Article Text


Cell signalling and cell responses in pulmonary vascular disease
S152 Dexamethasone reverses established monocrotaline-induced pulmonary hypertension in rats and increases pulmonary BMPR2 expression
  1. L C Price1,
  2. S J Wort1,
  3. D Montani2,
  4. C Tcherakian2,
  5. P Dorfmuller2,
  6. R Souza2,
  7. D Shao1,
  8. G Simonneau2,
  9. L S Howard3,
  10. I Adcock1,
  11. M Humbert2,
  12. F Perros2
  1. 1National Heart & Lung Institute, Royal Brompton Hospital, London, UK
  2. 2Centre National de Référence de l'HypertensionPulmonaireSévère, Hôpital Antoine Béclère, Clamart, F-92140, France; Université Paris-Sud, Paris, France
  3. 3Hammersmith Hospital, Imperial College Healthcare NHS Trust, Du Cane Road, London, UK


Background Pulmonary arterial hypertension (PAH) is associated with pulmonary vascular inflammation and dysregulated bone morphogenetic protein receptor type 2 (BMPR2) signalling in both human and experimental PAH. We evaluated the effects of dexamethasone on established monocrotaline-induced PAH in rats for potential reversal of PAH, at time points when pulmonary vascular remodelling has already developed (from day 14 after a single injection of monocrotaline at day 0), and for the effects on pulmonary IL6 and BMPR2 expression.

Methods Saline-treated controls, monocrotaline-exposed, monocrotaline-exposed and dexamethasone-treated rats (5 mg/kg/day, 1.25 mg/kg and 2.5 mg/kg/48 h given from day 14–28 and day 21–35) were evaluated at day 28 and day 35 following monocrotaline for pulmonary vascular haemodynamic parameters, right ventricular hypertrophy, morphometry, immunohistochemistry, whole lung IL-6 and BMPR2 expression by quantitative real-time PCR (qRT-PCR).

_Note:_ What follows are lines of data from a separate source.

//! Vehicle energy profile and consumption model.

use std::sync::Arc;

use crate::charging::PowerLimitedCurve;
use crate::ChargingCurve;

/// Energy characteristics shared by vehicles of one model.
///
/// Consumption is linear: driving costs `drive_kwh_per_km` per kilometre and
/// every other task (idling, boarding, alighting) draws `aux_kw`.
#[derive(Clone, Debug)]
pub struct EnergyProfile {
    pub capacity_kwh: f64,
    pub curve: Arc<ChargingCurve>,
    pub drive_kwh_per_km: f64,
    pub aux_kw: f64,
}

impl EnergyProfile {
    pub fn new(capacity_kwh: f64, curve: Arc<ChargingCurve>) -> Self {
        Self { capacity_kwh, curve, drive_kwh_per_km: 0.18, aux_kw: 0.0 }
    }

    pub fn with_consumption(mut self, drive_kwh_per_km: f64, aux_kw: f64) -> Self {
        self.drive_kwh_per_km = drive_kwh_per_km;
        self.aux_kw = aux_kw;
        self
    }

    /// Energy delta (≤ 0) of driving `length_m` metres.
    #[inline]
    pub fn drive_energy(&self, length_m: f64) -> f64 {
        -(length_m / 1_000.0) * self.drive_kwh_per_km
    }

    /// Energy delta (≤ 0) of `secs` seconds of auxiliary load.
    #[inline]
    pub fn idle_energy(&self, secs: u64) -> f64 {
        -self.aux_kw * secs as f64 / 3_600.0
    }

    /// Energy gained (≥ 0) charging `secs` seconds on a `rated_kw` charger
    /// starting from `soc_kwh`.
    pub fn charge_energy(&self, soc_kwh: f64, rated_kw: f64, secs: u64) -> f64 {
        let limited = PowerLimitedCurve::new(&self.curve, self.capacity_kwh, rated_kw);
        let from = (soc_kwh / self.capacity_kwh).clamp(0.0, 1.0);
        let to = limited.advance(from, secs as f64);
        (to - from) * self.capacity_kwh
    }

    /// Whole seconds needed to charge from `soc_kwh` to relative SoC
    /// `target` on a `rated_kw` charger.
    pub fn charge_secs_to(&self, soc_kwh: f64, rated_kw: f64, target: f64) -> u64 {
        let limited = PowerLimitedCurve::new(&self.curve, self.capacity_kwh, rated_kw);
        let secs = limited.time_between((soc_kwh / self.capacity_kwh).clamp(0.0, 1.0), target);
        drt_core::SimTime::ceil_secs(secs)
    }
}
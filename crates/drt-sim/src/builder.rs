//! Fluent builder for constructing a [`Sim`].

use std::collections::VecDeque;

use drt_core::SimConfig;
use drt_demand::{Request, RequestRegistry};
use drt_dispatch::{
    AllVehicles, CandidatePolicy, ChargingPlanner, ChargingPolicy, DispatchConfig, Dispatcher,
};
use drt_ev::{ChargerSpec, ChargingInfrastructure};
use drt_fleet::Fleet;
use drt_mobility::ScheduleExecutor;
use drt_spatial::{RoadNetwork, Router};

use crate::{Sim, SimError, SimResult, SimStats};

/// Fluent builder for [`Sim<R, C>`].
///
/// # Required inputs
///
/// - [`SimConfig`]: start/end time, step length, dispatch cadence
/// - [`RoadNetwork`]
/// - [`Fleet`]: from [`drt_fleet::FleetBuilder`] or a fleet file
/// - `R: Router`, e.g. [`drt_spatial::DijkstraRouter`]
///
/// # Optional inputs (have defaults)
///
/// | Method                  | Default                          |
/// |-------------------------|----------------------------------|
/// | `.chargers(v)`          | no chargers                      |
/// | `.requests(v)`          | no scripted demand               |
/// | `.dispatch_config(c)`   | `DispatchConfig::default()`      |
/// | `.charging_policy(p)`   | `ChargingPolicy::default()`      |
/// | `.policy(p)`            | `AllVehicles`                    |
///
/// # Example
///
/// ```rust,ignore
/// let mut sim = SimBuilder::new(config, network, fleet, DijkstraRouter)
///     .chargers(chargers)
///     .requests(requests)
///     .build()?;
/// sim.run(&mut NoopObserver)?;
/// ```
pub struct SimBuilder<R: Router, C: CandidatePolicy = AllVehicles> {
    config:          SimConfig,
    network:         RoadNetwork,
    fleet:           Fleet,
    router:          R,
    chargers:        Vec<ChargerSpec>,
    requests:        Vec<Request>,
    dispatch_config: DispatchConfig,
    charging_policy: ChargingPolicy,
    policy:          C,
}

impl<R: Router> SimBuilder<R> {
    /// Create a builder with all required inputs.
    pub fn new(config: SimConfig, network: RoadNetwork, fleet: Fleet, router: R) -> Self {
        Self {
            config,
            network,
            fleet,
            router,
            chargers:        Vec::new(),
            requests:        Vec::new(),
            dispatch_config: DispatchConfig::default(),
            charging_policy: ChargingPolicy::default(),
            policy:          AllVehicles,
        }
    }
}

impl<R: Router, C: CandidatePolicy> SimBuilder<R, C> {
    /// Charger specifications; locations are resolved against the network
    /// in [`build`](Self::build).
    pub fn chargers(mut self, specs: Vec<ChargerSpec>) -> Self {
        self.chargers = specs;
        self
    }

    /// Requests released into the registry when the clock reaches their
    /// `submitted` time.  Order does not matter.
    pub fn requests(mut self, requests: Vec<Request>) -> Self {
        self.requests = requests;
        self
    }

    pub fn dispatch_config(mut self, config: DispatchConfig) -> Self {
        self.dispatch_config = config;
        self
    }

    pub fn charging_policy(mut self, policy: ChargingPolicy) -> Self {
        self.charging_policy = policy;
        self
    }

    /// Replace the candidate policy.
    pub fn policy<P: CandidatePolicy>(self, policy: P) -> SimBuilder<R, P> {
        SimBuilder {
            config:          self.config,
            network:         self.network,
            fleet:           self.fleet,
            router:          self.router,
            chargers:        self.chargers,
            requests:        self.requests,
            dispatch_config: self.dispatch_config,
            charging_policy: self.charging_policy,
            policy,
        }
    }

    /// Validate inputs, resolve chargers, and return a ready-to-run [`Sim`].
    pub fn build(self) -> SimResult<Sim<R, C>> {
        // ── Validate ──────────────────────────────────────────────────────
        if self.config.step_secs == 0 {
            return Err(SimError::Config("step_secs must be > 0".into()));
        }
        if self.config.end_time <= self.config.start_time {
            return Err(SimError::Config(format!(
                "end_time {} is not after start_time {}",
                self.config.end_time, self.config.start_time
            )));
        }
        self.fleet.validate_against(&self.network)?;
        for request in &self.requests {
            self.network.check_node(request.origin)?;
            self.network.check_node(request.destination)?;
        }

        #[cfg(feature = "parallel")]
        if let Some(threads) = self.config.num_threads {
            // The global pool can only be configured once per process.
            if let Err(e) = rayon::ThreadPoolBuilder::new().num_threads(threads).build_global() {
                tracing::warn!(threads, error = %e, "rayon pool already initialised, keeping it");
            }
        }

        let dispatcher = Dispatcher::with_policy(self.dispatch_config, self.policy)?;
        let charging = ChargingPlanner::new(self.charging_policy)?
            .on_step_grid(self.config.start_time, u64::from(self.config.step_secs));
        let chargers = ChargingInfrastructure::build(self.chargers, &self.network)?;

        // ── Arrival queue in submission order (stable for equal times) ────
        let mut requests = self.requests;
        requests.sort_by_key(|r| r.submitted);

        tracing::info!(
            vehicles = self.fleet.len(),
            chargers = chargers.len(),
            requests = requests.len(),
            steps = self.config.total_steps(),
            "simulation built"
        );

        Ok(Sim {
            clock:    self.config.make_clock(),
            config:   self.config,
            executor: ScheduleExecutor::new(&self.fleet),
            network:  self.network,
            fleet:    self.fleet,
            router:   self.router,
            requests: RequestRegistry::new(),
            arrivals: VecDeque::from(requests),
            chargers,
            dispatcher,
            charging,
            stats:    SimStats::default(),
        })
    }
}
//! The `Sim` struct and its step loop.

use std::collections::VecDeque;

use drt_core::{ChargerId, NodeId, RequestId, SimClock, SimConfig, SimTime, VehicleId};
use drt_demand::{CancelReason, DemandError, Request, RequestEntry, RequestRegistry, RequestStatus};
use drt_dispatch::{AllVehicles, CandidatePolicy, ChargingPlanner, DispatchReport, Dispatcher, retract};
use drt_ev::ChargingInfrastructure;
use drt_fleet::Fleet;
use drt_mobility::{Activity, ScheduleExecutor, TaskEvent, TaskPhase};
use drt_schedule::Schedule;
use drt_spatial::{RoadNetwork, Router};

use crate::{SimObserver, SimResult, SimStats};

/// The simulation runner.
///
/// `Sim<R, C>` owns the fleet, the request registry and the charger pool,
/// and drives the four-phase step loop:
///
/// 1. **Release**: scripted requests whose `submitted` time has come are
///    handed to the registry.
/// 2. **Execute** (optionally parallel with the `parallel` feature): every
///    vehicle's schedule is advanced to `now`, producing task-boundary
///    events.  Charge tasks plug into their charger here.
/// 3. **Apply** (sequential, ascending `VehicleId`): pickups and dropoffs
///    update their requests.
/// 4. **Dispatch** (every `dispatch_interval_steps`): pending requests are
///    inserted into schedules, then idle electric vehicles with a low
///    battery are sent to charge.
///
/// Create via [`SimBuilder`][crate::SimBuilder].
pub struct Sim<R: Router, C: CandidatePolicy = AllVehicles> {
    pub config: SimConfig,
    pub clock: SimClock,

    pub(crate) network: RoadNetwork,
    pub(crate) router: R,
    pub(crate) fleet: Fleet,
    pub(crate) requests: RequestRegistry,
    /// Scripted requests not yet released, sorted by `submitted`.
    pub(crate) arrivals: VecDeque<Request>,
    pub(crate) chargers: ChargingInfrastructure,
    pub(crate) executor: ScheduleExecutor,
    pub(crate) dispatcher: Dispatcher<C>,
    pub(crate) charging: ChargingPlanner,
    pub(crate) stats: SimStats,
}

impl<R: Router, C: CandidatePolicy> Sim<R, C> {
    // ── Running ───────────────────────────────────────────────────────────

    /// Run from the current step until `config.end_time`.
    pub fn run<O: SimObserver>(&mut self, observer: &mut O) -> SimResult<()> {
        while self.clock.now() < self.config.end_time {
            self.process_step(observer)?;
        }
        observer.on_sim_end(self.clock.now(), &self.stats);
        tracing::info!(
            now = %self.clock.now(),
            submitted = self.stats.submitted,
            planned = self.stats.planned,
            performed = self.stats.performed,
            cancelled = self.stats.cancelled,
            "simulation finished"
        );
        Ok(())
    }

    /// Run exactly `n` steps from the current position (ignores `end_time`).
    pub fn run_steps<O: SimObserver>(&mut self, n: u64, observer: &mut O) -> SimResult<()> {
        for _ in 0..n {
            self.process_step(observer)?;
        }
        Ok(())
    }

    /// Run one dispatch cycle at the current time: request insertion, then
    /// charging planning.  The step loop calls this on dispatch steps; it
    /// can also be triggered by hand between steps.
    pub fn run_dispatch_cycle(&mut self) -> SimResult<DispatchReport> {
        let now = self.clock.now();
        let mut report =
            self.dispatcher
                .run_cycle(now, &mut self.fleet, &mut self.requests, &self.network, &self.router)?;
        report.charging =
            self.charging
                .plan(now, &mut self.fleet, &self.chargers, &self.network, &self.router)?;
        self.stats.record_dispatch(&report);
        Ok(report)
    }

    // ── Demand ────────────────────────────────────────────────────────────

    /// Submit a request.  It enters the registry right away if its
    /// `submitted` time has passed, otherwise when the clock reaches it.
    pub fn submit(&mut self, request: Request) -> SimResult<()> {
        self.network.check_node(request.origin)?;
        self.network.check_node(request.destination)?;
        if request.submitted <= self.clock.now() {
            return self.release(request);
        }
        let at = self.arrivals.partition_point(|r| r.submitted <= request.submitted);
        self.arrivals.insert(at, request);
        Ok(())
    }

    /// Withdraw a request whose passenger has not been picked up.
    ///
    /// A planned request is taken out of its vehicle's schedule first; once
    /// its pickup has started the withdrawal fails and nothing changes.
    pub fn withdraw(&mut self, id: RequestId, why: impl Into<String>) -> SimResult<()> {
        let entry = self.requests.get(id)?;
        match (&entry.status, entry.vehicle) {
            (RequestStatus::Unplanned, _) => {}
            (RequestStatus::Planned, Some(vehicle)) => retract(self.fleet.get_mut(vehicle)?, id)?,
            (status, _) => {
                return Err(DemandError::InvalidTransition { id, from: status.clone(), to: "withdrawn" }.into());
            }
        }
        self.requests.mark_cancelled(id, CancelReason::Withdrawn(why.into()), self.clock.now())?;
        self.stats.cancelled += 1;
        Ok(())
    }

    // ── Queries ───────────────────────────────────────────────────────────

    #[inline]
    pub fn now(&self) -> SimTime {
        self.clock.now()
    }

    /// Copy of a vehicle's schedule as it stands now.
    pub fn schedule_snapshot(&self, vehicle: VehicleId) -> SimResult<Schedule> {
        Ok(self.fleet.get(vehicle)?.schedule().clone())
    }

    pub fn request_status(&self, id: RequestId) -> SimResult<RequestStatus> {
        Ok(self.requests.status(id)?.clone())
    }

    pub fn request_entry(&self, id: RequestId) -> SimResult<&RequestEntry> {
        Ok(self.requests.get(id)?)
    }

    /// Vehicles currently plugged into `charger`.
    pub fn charger_occupancy(&self, charger: ChargerId) -> SimResult<Vec<VehicleId>> {
        Ok(self.chargers.occupancy(charger)?)
    }

    /// `(from, to, progress)` of a vehicle at the current time.
    pub fn vehicle_position(&self, vehicle: VehicleId) -> Option<(NodeId, NodeId, f32)> {
        self.executor.position(vehicle, self.clock.now())
    }

    pub fn fleet(&self) -> &Fleet {
        &self.fleet
    }

    pub fn requests(&self) -> &RequestRegistry {
        &self.requests
    }

    pub fn chargers(&self) -> &ChargingInfrastructure {
        &self.chargers
    }

    pub fn network(&self) -> &RoadNetwork {
        &self.network
    }

    pub fn stats(&self) -> &SimStats {
        &self.stats
    }

    /// Scripted requests still waiting for their submission time.
    pub fn queued_requests(&self) -> usize {
        self.arrivals.len()
    }

    // ── Core step processing ──────────────────────────────────────────────

    fn process_step<O: SimObserver>(&mut self, observer: &mut O) -> SimResult<()> {
        let now = self.clock.now();
        observer.on_step_start(now);

        // ── Phase 1: release due requests ─────────────────────────────────
        while self.arrivals.front().is_some_and(|r| r.submitted <= now) {
            if let Some(request) = self.arrivals.pop_front() {
                self.release(request)?;
            }
        }

        // ── Phase 2: execute schedules (fan-out inside the executor) ──────
        let events = self.executor.step(&mut self.fleet, &self.chargers, now)?;

        // ── Phase 3: cross-vehicle side effects, in event order ───────────
        self.apply_events(&events)?;
        if !events.is_empty() {
            observer.on_events(now, &events);
        }

        // ── Phase 4: dispatch ─────────────────────────────────────────────
        if self.config.is_dispatch_step(self.clock.step) {
            let report = self.run_dispatch_cycle()?;
            observer.on_dispatch(&report);
        }

        observer.on_step_end(now);
        self.clock.advance();
        self.stats.steps += 1;
        Ok(())
    }

    fn release(&mut self, request: Request) -> SimResult<()> {
        self.requests.submit(request)?;
        self.stats.submitted += 1;
        Ok(())
    }

    fn apply_events(&mut self, events: &[TaskEvent]) -> SimResult<()> {
        for event in events {
            match (event.phase, event.activity) {
                (TaskPhase::Ended, Activity::Pickup(request)) => {
                    self.requests.mark_picked_up(request, event.at)?;
                    tracing::debug!(%request, vehicle = %event.vehicle, at = %event.at, "passenger picked up");
                }
                (TaskPhase::Ended, Activity::Dropoff(request)) => {
                    self.requests.mark_performed(request, event.at)?;
                    tracing::debug!(%request, vehicle = %event.vehicle, at = %event.at, "passenger dropped off");
                }
                _ => {}
            }
            self.stats.record_event(event);
        }
        Ok(())
    }
}
//! Trip request types.

use std::fmt;

use drt_core::{NodeId, PassengerId, RequestId, SimTime};

/// Inclusive pickup time window.
#[derive(Copy, Clone, Debug, PartialEq, Eq)]
#[cfg_attr(feature = "serde", derive(serde::Serialize, serde::Deserialize))]
pub struct PickupWindow {
    pub earliest: SimTime,
    pub latest: SimTime,
}

impl PickupWindow {
    pub fn new(earliest: SimTime, latest: SimTime) -> Self {
        Self { earliest, latest }
    }

    #[inline]
    pub fn contains(&self, t: SimTime) -> bool {
        self.earliest <= t && t <= self.latest
    }
}

/// A passenger's request to travel from `origin` to `destination`.
#[derive(Clone, Debug, PartialEq)]
#[cfg_attr(feature = "serde", derive(serde::Serialize, serde::Deserialize))]
pub struct Request {
    pub id: RequestId,
    pub passenger: PassengerId,
    pub origin: NodeId,
    pub destination: NodeId,
    pub submitted: SimTime,
    /// `None` = pick up as soon as possible.
    pub window: Option<PickupWindow>,
}

impl Request {
    pub fn new(
        id: RequestId,
        passenger: PassengerId,
        origin: NodeId,
        destination: NodeId,
        submitted: SimTime,
    ) -> Self {
        Self { id, passenger, origin, destination, submitted, window: None }
    }

    pub fn with_window(mut self, earliest: SimTime, latest: SimTime) -> Self {
        self.window = Some(PickupWindow::new(earliest, latest));
        self
    }

    /// Latest acceptable pickup, if bounded.
    pub fn latest_pickup(&self) -> Option<SimTime> {
        self.window.map(|w| w.latest)
    }
}

/// Why a request was cancelled.
#[derive(Clone, Debug, PartialEq, Eq)]
#[cfg_attr(feature = "serde", derive(serde::Serialize, serde::Deserialize))]
pub enum CancelReason {
    /// Unplanned for longer than the configured expiry.
    Expired,
    /// The pickup window closed before any vehicle could be assigned.
    WindowClosed,
    /// Withdrawn by the passenger or the operator.
    Withdrawn(String),
}

impl fmt::Display for CancelReason {
    fn fmt(&self, f: &mut fmt::Formatter<'_>) -> fmt::Result {
        match self {
            CancelReason::Expired => f.write_str("expired"),
            CancelReason::WindowClosed => f.write_str("pickup window closed"),
            CancelReason::Withdrawn(why) => write!(f, "withdrawn: {why}"),
        }
    }
}

/// Lifecycle status of a request.
#[derive(Clone, Debug, PartialEq, Eq)]
#[cfg_attr(feature = "serde", derive(serde::Serialize, serde::Deserialize))]
pub enum RequestStatus {
    Unplanned,
    Planned,
    Performed,
    Cancelled(CancelReason),
}

impl RequestStatus {
    /// `Performed` or `Cancelled`.
    pub fn is_final(&self) -> bool {
        matches!(self, RequestStatus::Performed | RequestStatus::Cancelled(_))
    }
}
//! Routing trait and the reference Dijkstra engine.
//!
//! # Pluggability
//!
//! The dispatcher, the charging planner and the executor all reach the path
//! engine through [`Router`], so a time-dependent or contraction-hierarchy
//! engine can replace [`DijkstraRouter`] without touching them.
//!
//! # Units
//!
//! Link costs are milliseconds.  A [`Route`] carries its departure and its
//! arrival in whole seconds, the arrival rounded up so a vehicle is never
//! scheduled to arrive before it physically could.

use std::cmp::Reverse;
use std::collections::BinaryHeap;

use drt_core::{LinkId, NodeId, SimTime};

use crate::network::RoadNetwork;
use crate::{SpatialError, SpatialResult};

// ── Route ─────────────────────────────────────────────────────────────────────

/// A timed path between two nodes.
#[derive(Debug, Clone, PartialEq)]
#[cfg_attr(feature = "serde", derive(serde::Serialize, serde::Deserialize))]
pub struct Route {
    /// Links in travel order.  Empty when `from == to`.
    pub links: Vec<LinkId>,
    pub from: NodeId,
    pub to: NodeId,
    pub departure: SimTime,
    pub arrival: SimTime,
    /// Total length in metres.
    pub length_m: f64,
}

impl Route {
    /// Zero-length route that stays at `node`.
    pub fn trivial(node: NodeId, at: SimTime) -> Self {
        Route { links: Vec::new(), from: node, to: node, departure: at, arrival: at, length_m: 0.0 }
    }

    #[inline]
    pub fn travel_secs(&self) -> u64 {
        self.arrival.saturating_since(self.departure)
    }

    #[inline]
    pub fn length_km(&self) -> f64 {
        self.length_m / 1_000.0
    }

    pub fn is_trivial(&self) -> bool {
        self.links.is_empty()
    }

    /// The same path departing at `departure` instead.
    ///
    /// Valid for time-independent engines only; the dispatcher uses it when
    /// a wait is inserted before an already-routed leg.
    pub fn shifted_to(&self, departure: SimTime) -> Route {
        Route {
            departure,
            arrival: departure.offset(self.travel_secs()),
            ..self.clone()
        }
    }
}

// ── Router trait ──────────────────────────────────────────────────────────────

/// Pluggable path engine.
///
/// `Send + Sync` so one instance can be shared with Rayon workers during
/// parallel candidate evaluation.
pub trait Router: Send + Sync {
    /// Least-cost route from `from` to `to` leaving at `departure`.
    ///
    /// `from == to` yields an empty route, not an error.
    fn route(
        &self,
        network: &RoadNetwork,
        from: NodeId,
        to: NodeId,
        departure: SimTime,
    ) -> SpatialResult<Route>;
}

// ── DijkstraRouter ────────────────────────────────────────────────────────────

/// Free-flow Dijkstra over the CSR graph using `link_travel_ms` as cost.
/// Travel times do not depend on the departure time.
#[derive(Debug, Default, Clone, Copy)]
pub struct DijkstraRouter;

impl Router for DijkstraRouter {
    fn route(
        &self,
        network: &RoadNetwork,
        from: NodeId,
        to: NodeId,
        departure: SimTime,
    ) -> SpatialResult<Route> {
        network.check_node(from)?;
        network.check_node(to)?;
        dijkstra(network, from, to, departure)
    }
}

// ── Dijkstra internals ────────────────────────────────────────────────────────

fn dijkstra(
    network: &RoadNetwork,
    from: NodeId,
    to: NodeId,
    departure: SimTime,
) -> SpatialResult<Route> {
    if from == to {
        return Ok(Route::trivial(from, departure));
    }

    let n = network.node_count();
    let mut dist      = vec![u32::MAX; n];
    let mut prev_link = vec![LinkId::INVALID; n];

    dist[from.index()] = 0;

    // NodeId as secondary key gives deterministic tie-breaking.
    let mut heap: BinaryHeap<Reverse<(u32, NodeId)>> = BinaryHeap::new();
    heap.push(Reverse((0, from)));

    while let Some(Reverse((cost, node))) = heap.pop() {
        if node == to {
            return Ok(reconstruct(network, &prev_link, from, to, cost, departure));
        }
        if cost > dist[node.index()] {
            continue; // stale
        }
        for link in network.out_links(node) {
            let next = network.link_to[link.index()];
            let new_cost = cost.saturating_add(network.link_travel_ms[link.index()]);
            if new_cost < dist[next.index()] {
                dist[next.index()] = new_cost;
                prev_link[next.index()] = link;
                heap.push(Reverse((new_cost, next)));
            }
        }
    }

    Err(SpatialError::NoRoute { from, to })
}

fn reconstruct(
    network: &RoadNetwork,
    prev_link: &[LinkId],
    from: NodeId,
    to: NodeId,
    total_ms: u32,
    departure: SimTime,
) -> Route {
    let mut links = Vec::new();
    let mut length_m = 0.0f64;
    let mut cur = to;
    while cur != from {
        let l = prev_link[cur.index()];
        if l == LinkId::INVALID {
            break;
        }
        links.push(l);
        length_m += network.link_length_m[l.index()] as f64;
        cur = network.link_from[l.index()];
    }
    links.reverse();
    let travel_secs = (total_ms as u64).div_ceil(1_000);
    Route {
        links,
        from,
        to,
        departure,
        arrival: departure.offset(travel_secs),
        length_m,
    }
}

Results Dexamethasone significantly improved pulmonary haemodynamics and morphometric indices of pulmonary vascular remodelling, reversing PAH when given at day 14–28, day 21–35 following monocrotaline, as well as improving survival in monocrotaline-exposed rats compared to controls (log rank p<0.0001). Dexamethasone reduced both monocrotaline-induced whole lung IL-6 overexpression (p<0.05), as well as reducing IL-6-expressing adventitial inflammatory cell infiltration as assessed by immunohistochemistry. This was associated with pulmonary BMPR2 down-regulation (p<0.01) following monocrotaline, which was significantly increased following day 14–28 dexamethasone treatment in whole lung (p<0.05) (Abstract S152 Figure 1). Cellular BMPR2 was also increased following in vitro treatment of control pulmonary artery smooth muscle cells (PASMC) with ×10−8 molar dexamethasone (p<0.05), but not in PASMC isolated from pulmonary hypertensive rats. Dexamethasone (×10−8 and 10−7 molar) also reduced proliferation of PASMC isolated from both control and pulmonary hypertensive rats (p<0.05 for both doses).

Abstract S152 Figure 1

Effects of monocrotaline and day 14–28 dexamethasone on whole-lung BMPR2 expression by qRT-PCR.

Conclusion PAH in this well-characterised experimental model can be reversed by dexamethasone, and survival is improved. In this model, mechanisms may involve reduction of IL-6-expressing inflammatory cells, reduced proliferation of vascular smooth muscle cells, and restoration of pulmonary BMPR2 expression may be important.